Institute for Telecommunication Sciences / May 1965
May 1965: CRPL Scientist Disappears in Antarctica
On the frigid morning of May 8, 1965, Carl Disch disappeared from Byrd Station in Antarctica. Disch was a Central Radio Propagation Laboratory employee researching forward scatter in the ionosphere. At 9:15 Disch left the Radio Noise Laboratory about a mile and a quarter from the main Byrd station, but apparently missed the hand line that led back to safety. A search party looked for Disch when he failed to return. Byrd station fired flares, and a human chain was formed to methodically search the snow-covered runway where Disch's tracks appeared to lead, but conditions were difficult. Thirty mile an hour winds covered the footprints with snow and threatened the safety of the searchers; the weather hovered around 44 degrees below zero. No body was found, but after four more days of searching Disch was presumed dead of exposure.

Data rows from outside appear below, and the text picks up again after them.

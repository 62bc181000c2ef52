//! Fact extraction: the prompts sent to the model and lenient parsing of
//! what comes back.
//!
//! The importance heuristic and keyword lists are tunable; nothing downstream
//! depends on their exact values.

use serde::Deserialize;

use crate::client::{ChatExchange, ChatMessage};
use crate::memory::types::JournalEntry;

/// Extraction is a summarization task; keep the model from getting creative.
const EXTRACTION_TEMPERATURE: f32 = 0.2;

/// Longest fact kept from a model reply, in characters.
const MAX_FACT_CHARS: usize = 300;

const CONVERSATION_PROMPT: &str = "You extract long-term memories from a conversation between a user \
and their journaling assistant. Reply with at most ONE short fact about the user, written in the \
third person (for example: \"The user's sister is called Maya.\"). Only record something worth \
remembering weeks from now: preferences, relationships, goals, important events. If there is \
nothing worth remembering, reply with exactly NONE.";

const ENTRY_PROMPT: &str = "You extract long-term memories from a journal entry. Reply with a JSON \
array only, no prose. Each element is an object with \"fact\" (one short third-person sentence about \
the writer), \"importance\" (a number from 0.0 to 1.0) and \"category\" (one word such as person, \
preference, goal, event, health, work). Return [] if nothing is worth remembering.";

/// Keyword groups that mark a statement as worth keeping. Each matched group
/// adds [`EMPHASIS_STEP`] to the base score.
const EMPHASIS_GROUPS: [&[&str]; 3] = [
    // explicit importance
    &["important", "remember", "never forget", "crucial", "essential", "matters to me"],
    // strong preference
    &["love", "hate", "favorite", "favourite", "can't stand", "prefer", "passionate"],
    // identity and relationships
    &[
        "my name", "my wife", "my husband", "my partner", "my mom", "my mother", "my dad",
        "my father", "my son", "my daughter", "my sister", "my brother", "my friend",
        "birthday", "anniversary",
    ],
];

const BASE_IMPORTANCE: f64 = 0.5;
const EMPHASIS_STEP: f64 = 0.2;

/// A fact pulled out of a journal entry.
#[derive(Debug, Clone, PartialEq)]
pub struct ExtractedFact {
    pub fact: String,
    pub importance: f64,
    pub category: String,
}

pub fn conversation_exchange(user_text: &str, ai_text: &str) -> ChatExchange {
    ChatExchange::new(vec![
        ChatMessage::system(CONVERSATION_PROMPT),
        ChatMessage::user(format!("User: {user_text}\nAssistant: {ai_text}")),
    ])
    .with_temperature(EXTRACTION_TEMPERATURE)
}

pub fn entry_exchange(entry: &JournalEntry) -> ChatExchange {
    let body = match &entry.title {
        Some(title) if !title.trim().is_empty() => format!("Title: {title}\n\n{}", entry.content),
        _ => entry.content.clone(),
    };
    ChatExchange::new(vec![
        ChatMessage::system(ENTRY_PROMPT),
        ChatMessage::user(body),
    ])
    .with_temperature(EXTRACTION_TEMPERATURE)
}

/// Base 0.5, plus 0.2 for every emphasis group the text touches, capped at 1.0.
pub fn importance_for(text: &str) -> f64 {
    let lower = text.to_lowercase();
    let matched = EMPHASIS_GROUPS
        .iter()
        .filter(|group| group.iter().any(|kw| lower.contains(kw)))
        .count();
    (BASE_IMPORTANCE + EMPHASIS_STEP * matched as f64).min(1.0)
}

/// The single fact in a conversation-extraction reply, or `None` if the
/// model declined.
pub fn parse_single_fact(reply: &str) -> Option<String> {
    let line = reply.lines().map(str::trim).find(|l| !l.is_empty())?;
    let line = strip_list_marker(line);
    let line = line
        .strip_prefix("Fact:")
        .or_else(|| line.strip_prefix("fact:"))
        .unwrap_or(line)
        .trim()
        .trim_matches('"')
        .trim();

    let upper = line.trim_end_matches('.').to_ascii_uppercase();
    if line.is_empty() || upper == "NONE" || upper == "N/A" {
        return None;
    }
    Some(truncate_chars(line, MAX_FACT_CHARS))
}

#[derive(Debug, Deserialize)]
struct RawFact {
    #[serde(alias = "content", alias = "text")]
    fact: String,
    #[serde(default)]
    importance: Option<f64>,
    #[serde(default)]
    category: Option<String>,
}

/// Parse an entry-extraction reply. Accepts the JSON array wrapped in prose
/// or a code fence; falls back to one fact per bullet line.
pub fn parse_fact_list(reply: &str) -> Vec<ExtractedFact> {
    if let Some(json) = json_array_slice(reply) {
        if let Ok(raw) = serde_json::from_str::<Vec<RawFact>>(json) {
            return raw
                .into_iter()
                .filter_map(|r| {
                    let fact = r.fact.trim();
                    if fact.is_empty() {
                        return None;
                    }
                    Some(ExtractedFact {
                        fact: truncate_chars(fact, MAX_FACT_CHARS),
                        importance: r
                            .importance
                            .filter(|i| i.is_finite())
                            .unwrap_or(BASE_IMPORTANCE)
                            .clamp(0.0, 1.0),
                        category: r
                            .category
                            .map(|c| c.trim().to_lowercase())
                            .filter(|c| !c.is_empty())
                            .unwrap_or_else(|| "general".into()),
                    })
                })
                .collect();
        }
    }

    reply
        .lines()
        .map(str::trim)
        .filter(|l| l.starts_with("- ") || l.starts_with("* "))
        .map(strip_list_marker)
        .filter(|l| !l.is_empty())
        .map(|l| ExtractedFact {
            fact: truncate_chars(l, MAX_FACT_CHARS),
            importance: importance_for(l),
            category: "general".into(),
        })
        .collect()
}

fn json_array_slice(text: &str) -> Option<&str> {
    let start = text.find('[')?;
    let end = text.rfind(']')?;
    (end > start).then(|| &text[start..=end])
}

fn strip_list_marker(line: &str) -> &str {
    line.trim_start_matches(|c: char| c == '-' || c == '*' || c == '•')
        .trim_start()
}

fn truncate_chars(s: &str, max: usize) -> String {
    match s.char_indices().nth(max) {
        Some((idx, _)) => s[..idx].to_string(),
        None => s.to_string(),
    }
}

The 1965 Bulletin of the US Antarctic Project Officer noted record lows for Byrd Station and underscored the dangers of the area with a story about Old Byrd Station, which had been replaced after it was buried by a snow drift only five years after its completion. Disch's death was the only fatality suffered by CRPL in its Antarctic research, which supported increased understanding of the troposphere and ionosphere. ITS no longer maintains Antarctic research stations but the knowledge gained from these experiments led to a better understanding of radio propagation and interference in the atmosphere that still guides current research.